Exercise
Restate every record exactly, with nothing skipped.

Records excerpted from a collection

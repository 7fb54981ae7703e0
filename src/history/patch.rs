use image::RgbaImage;

use crate::geometry::{PixelRect, Point};
use crate::surface::{PixelSurface, SurfaceResult};

/// Pixels needed to move a surface one step backward or forward in history.
#[derive(Debug, Clone, PartialEq, Eq)]
pub enum Patch {
    /// Only the changed rectangle; the surface extent is unchanged.
    Region {
        rect: PixelRect,
        before: RgbaImage,
        after: RgbaImage,
    },
    /// Whole buffers, for edits that change the surface extent.
    Canvas { before: RgbaImage, after: RgbaImage },
}

impl Patch {
    /// Diffs two states of a surface. `dirty` bounds the search for changed
    /// pixels; `None` when nothing changed.
    pub fn capture(
        before: &PixelSurface,
        after: &PixelSurface,
        dirty: PixelRect,
    ) -> Option<Self> {
        if before.extent() != after.extent() {
            return Some(Self::Canvas {
                before: before.as_image().clone(),
                after: after.as_image().clone(),
            });
        }
        let rect = before.changed_bounds(after, dirty)?;
        Some(Self::Region {
            rect,
            before: before.region(rect)?,
            after: after.region(rect)?,
        })
    }

    pub fn byte_size(&self) -> usize {
        match self {
            Self::Region { before, after, .. } | Self::Canvas { before, after } => {
                before.as_raw().len() + after.as_raw().len()
            }
        }
    }

    pub fn revert(&self, surface: &mut PixelSurface) -> SurfaceResult<()> {
        match self {
            Self::Region { rect, before, .. } => {
                surface.write_region(Point::new(rect.x, rect.y), before);
                Ok(())
            }
            Self::Canvas { before, .. } => surface.replace_image(before.clone()),
        }
    }

    pub fn reapply(&self, surface: &mut PixelSurface) -> SurfaceResult<()> {
        match self {
            Self::Region { rect, after, .. } => {
                surface.write_region(Point::new(rect.x, rect.y), after);
                Ok(())
            }
            Self::Canvas { after, .. } => surface.replace_image(after.clone()),
        }
    }
}

#[cfg(test)]
mod tests {
    use super::*;
    use crate::geometry::Color;

    #[test]
    fn capture_keeps_only_changed_pixels() {
        let before = PixelSurface::new(32, 32, Color::WHITE).expect("surface");
        let mut after = before.clone();
        after.put_pixel(10, 12, Color::BLACK);

        let patch = Patch::capture(&before, &after, before.bounds()).expect("patch");
        match &patch {
            Patch::Region { rect, .. } => assert_eq!(*rect, PixelRect::new(10, 12, 1, 1)),
            Patch::Canvas { .. } => panic!("extent did not change"),
        }
        assert_eq!(patch.byte_size(), 8);
    }

    #[test]
    fn capture_without_changes_is_none() {
        let surface = PixelSurface::new(8, 8, Color::WHITE).expect("surface");
        assert!(Patch::capture(&surface, &surface.clone(), surface.bounds()).is_none());
    }

    #[test]
    fn canvas_patch_restores_extent_both_ways() {
        let before = PixelSurface::new(8, 8, Color::WHITE).expect("surface");
        let after = PixelSurface::new(4, 2, Color::BLACK).expect("surface");
        let patch = Patch::capture(&before, &after, before.bounds()).expect("patch");

        let mut surface = after.clone();
        patch.revert(&mut surface).expect("revert");
        assert_eq!(surface, before);
        patch.reapply(&mut surface).expect("reapply");
        assert_eq!(surface, after);
    }
}
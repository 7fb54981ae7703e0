use serde::{Deserialize, Serialize};

use crate::geometry::Color;

/// Compositing operator applied when a tool writes a pixel.
#[derive(Debug, Clone, Copy, PartialEq, Eq, Default, Serialize, Deserialize)]
#[serde(rename_all = "snake_case")]
pub enum BlendOperator {
    #[default]
    Over,
    Source,
    Clear,
    Multiply,
    Difference,
}

impl BlendOperator {
    pub fn composite(self, dst: Color, src: Color) -> Color {
        match self {
            Self::Over => over(dst, src),
            Self::Source => src,
            Self::Clear => Color::TRANSPARENT,
            Self::Multiply => mix_channels(dst, src, mul_div_255),
            Self::Difference => mix_channels(dst, src, |d, s| d.abs_diff(s)),
        }
    }
}

/// Linear interpolation between `dst` and `src` by `coverage / 255`.
pub fn lerp(dst: Color, src: Color, coverage: u8) -> Color {
    match coverage {
        0 => dst,
        255 => src,
        _ => {
            let t = u32::from(coverage);
            let inv = 255 - t;
            let mix = |d: u8, s: u8| ((u32::from(d) * inv + u32::from(s) * t + 127) / 255) as u8;
            Color::rgba(
                mix(dst.r, src.r),
                mix(dst.g, src.g),
                mix(dst.b, src.b),
                mix(dst.a, src.a),
            )
        }
    }
}

fn over(dst: Color, src: Color) -> Color {
    match src.a {
        0 => dst,
        255 => src,
        _ => {
            let src_a = u32::from(src.a);
            let dst_a = u32::from(dst.a) * (255 - src_a) / 255;
            let out_a = src_a + dst_a;
            if out_a == 0 {
                return Color::TRANSPARENT;
            }
            let channel = |s: u8, d: u8| {
                ((u32::from(s) * src_a + u32::from(d) * dst_a + out_a / 2) / out_a) as u8
            };
            Color::rgba(
                channel(src.r, dst.r),
                channel(src.g, dst.g),
                channel(src.b, dst.b),
                out_a.min(255) as u8,
            )
        }
    }
}

/// Applies a per-channel color function, then composites the result over the
/// destination using the source alpha. Destination alpha is kept.
fn mix_channels(dst: Color, src: Color, f: impl Fn(u8, u8) -> u8) -> Color {
    let mixed = Color::rgba(f(dst.r, src.r), f(dst.g, src.g), f(dst.b, src.b), dst.a);
    lerp(dst, mixed, src.a)
}

fn mul_div_255(a: u8, b: u8) -> u8 {
    ((u16::from(a) * u16::from(b) + 127) / 255) as u8
}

Exercise response
repository 7fb54981ae7703e0
filename src/history/patch.rs
use image::RgbaImage;

use crate::geometry::{PixelRect, Point};
use crate::surface::{PixelSurface, SurfaceResult};

/// Pixels needed to move a surface one step backward or forward in history.
#[derive(Debug, Clone, PartialEq, Eq)]
pub enum Patch {
    /// Only the changed rectangle; the surface extent is unchanged.
    Region {
        rect: PixelRect,
        before: RgbaImage,
        after: RgbaImage,
    },
    /// Whole buffers, for edits that change the surface extent.
    Canvas { before: RgbaImage, after: RgbaImage },
}

impl Patch {
    /// Diffs two states of a surface. `dirty` bounds the search for changed
    /// pixels; `None` when nothing changed.
    pub fn capture(
        before: &PixelSurface,
        after: &PixelSurface,
        dirty: PixelRect,
    ) -> Option<Self> {
        if before.extent() != after.extent() {
            return Some(Self::Canvas {
                before: before.as_image().clone(),
                after: after.as_image().clone(),
            });
        }
        let rect = before.changed_bounds(after, dirty)?;
        Some(Self::Region {
            rect,
            before: before.region(rect)?,
            after: after.region(rect)?,
        })
    }

    pub fn byte_size(&self) -> usize {
        match self {
            Self::Region { before, after, .. } | Self::Canvas { before, after } => {
                before.as_raw().len() + after.as_raw().len()
            }
        }
    }

    pub fn revert(&self, surface: &mut PixelSurface) -> SurfaceResult<()> {
        match self {
            Self::Region { rect, before, .. } => {
                surface.write_region(Point::new(rect.x, rect.y), before);
                Ok(())
            }
            Self::Canvas { before, .. } => surface.replace_image(before.clone()),
        }
    }

    pub fn reapply(&self, surface: &mut PixelSurface) -> SurfaceResult<()> {
        match self {
            Self::Region { rect, after, .. } => {
                surface.write_region(Point::new(rect.x, rect.y), after);
                Ok(())
            }
            Self::Canvas { after, .. } => surface.replace_image(after.clone()),
        }
    }
}

#[cfg(test)]
mod tests {
    use super::*;
    use crate::geometry::Color;

    #[test]
    fn capture_keeps_only_changed_pixels() {
        let before = PixelSurface::new(32, 32, Color::WHITE).expect("surface");
        let mut after = before.clone();
        after.put_pixel(10, 12, Color::BLACK);

        let patch = Patch::capture(&before, &after, before.bounds()).expect("patch");
        match &patch {
            Patch::Region { rect, .. } => assert_eq!(*rect, PixelRect::new(10, 12, 1, 1)),
            Patch::Canvas { .. } => panic!("extent did not change"),
        }
        assert_eq!(patch.byte_size(), 8);
    }

    #[test]
    fn capture_without_changes_is_none() {
        let surface = PixelSurface::new(8, 8, Color::WHITE).expect("surface");
        assert!(Patch::capture(&surface, &surface.clone(), surface.bounds()).is_none());
    }

    #[test]
    fn canvas_patch_restores_extent_both_ways() {
        let before = PixelSurface::new(8, 8, Color::WHITE).expect("surface");
        let after = PixelSurface::new(4, 2, Color::BLACK).expect("surface");
        let patch = Patch::capture(&before, &after, before.bounds()).expect("patch");

        let mut surface = after.clone();
        patch.revert(&mut surface).expect("revert");
        assert_eq!(surface, before);
        patch.reapply(&mut surface).expect("reapply");
        assert_eq!(surface, after);
    }
}
repository 7fb54981ae7703e0
use serde::{Deserialize, Serialize};

use crate::geometry::Color;

/// Compositing operator applied when a tool writes a pixel.
#[derive(Debug, Clone, Copy, PartialEq, Eq, Default, Serialize, Deserialize)]
#[serde(rename_all = "snake_case")]
pub enum BlendOperator {
    #[default]
    Over,
    Source,
    Clear,
    Multiply,
    Difference,
}

impl BlendOperator {
    pub fn composite(self, dst: Color, src: Color) -> Color {
        match self {
            Self::Over => over(dst, src),
            Self::Source => src,
            Self::Clear => Color::TRANSPARENT,
            Self::Multiply => mix_channels(dst, src, mul_div_255),
            Self::Difference => mix_channels(dst, src, |d, s| d.abs_diff(s)),
        }
    }
}

/// Linear interpolation between `dst` and `src` by `coverage / 255`.
pub fn lerp(dst: Color, src: Color, coverage: u8) -> Color {
    match coverage {
        0 => dst,
        255 => src,
        _ => {
            let t = u32::from(coverage);
            let inv = 255 - t;
            let mix = |d: u8, s: u8| ((u32::from(d) * inv + u32::from(s) * t + 127) / 255) as u8;
            Color::rgba(
                mix(dst.r, src.r),
                mix(dst.g, src.g),
                mix(dst.b, src.b),
                mix(dst.a, src.a),
            )
        }
    }
}

fn over(dst: Color, src: Color) -> Color {
    match src.a {
        0 => dst,
        255 => src,
        _ => {
            let src_a = u32::from(src.a);
            let dst_a = u32::from(dst.a) * (255 - src_a) / 255;
            let out_a = src_a + dst_a;
            if out_a == 0 {
                return Color::TRANSPARENT;
            }
            let channel = |s: u8, d: u8| {
                ((u32::from(s) * src_a + u32::from(d) * dst_a + out_a / 2) / out_a) as u8
            };
            Color::rgba(
                channel(src.r, dst.r),
                channel(src.g, dst.g),
                channel(src.b, dst.b),
                out_a.min(255) as u8,
            )
        }
    }
}

/// Applies a per-channel color function, then composites the result over the
/// destination using the source alpha. Destination alpha is kept.
fn mix_channels(dst: Color, src: Color, f: impl Fn(u8, u8) -> u8) -> Color {
    let mixed = Color::rgba(f(dst.r, src.r), f(dst.g, src.g), f(dst.b, src.b), dst.a);
    lerp(dst, mixed, src.a)
}

fn mul_div_255(a: u8, b: u8) -> u8 {
    ((u16::from(a) * u16::from(b) + 127) / 255) as u8
}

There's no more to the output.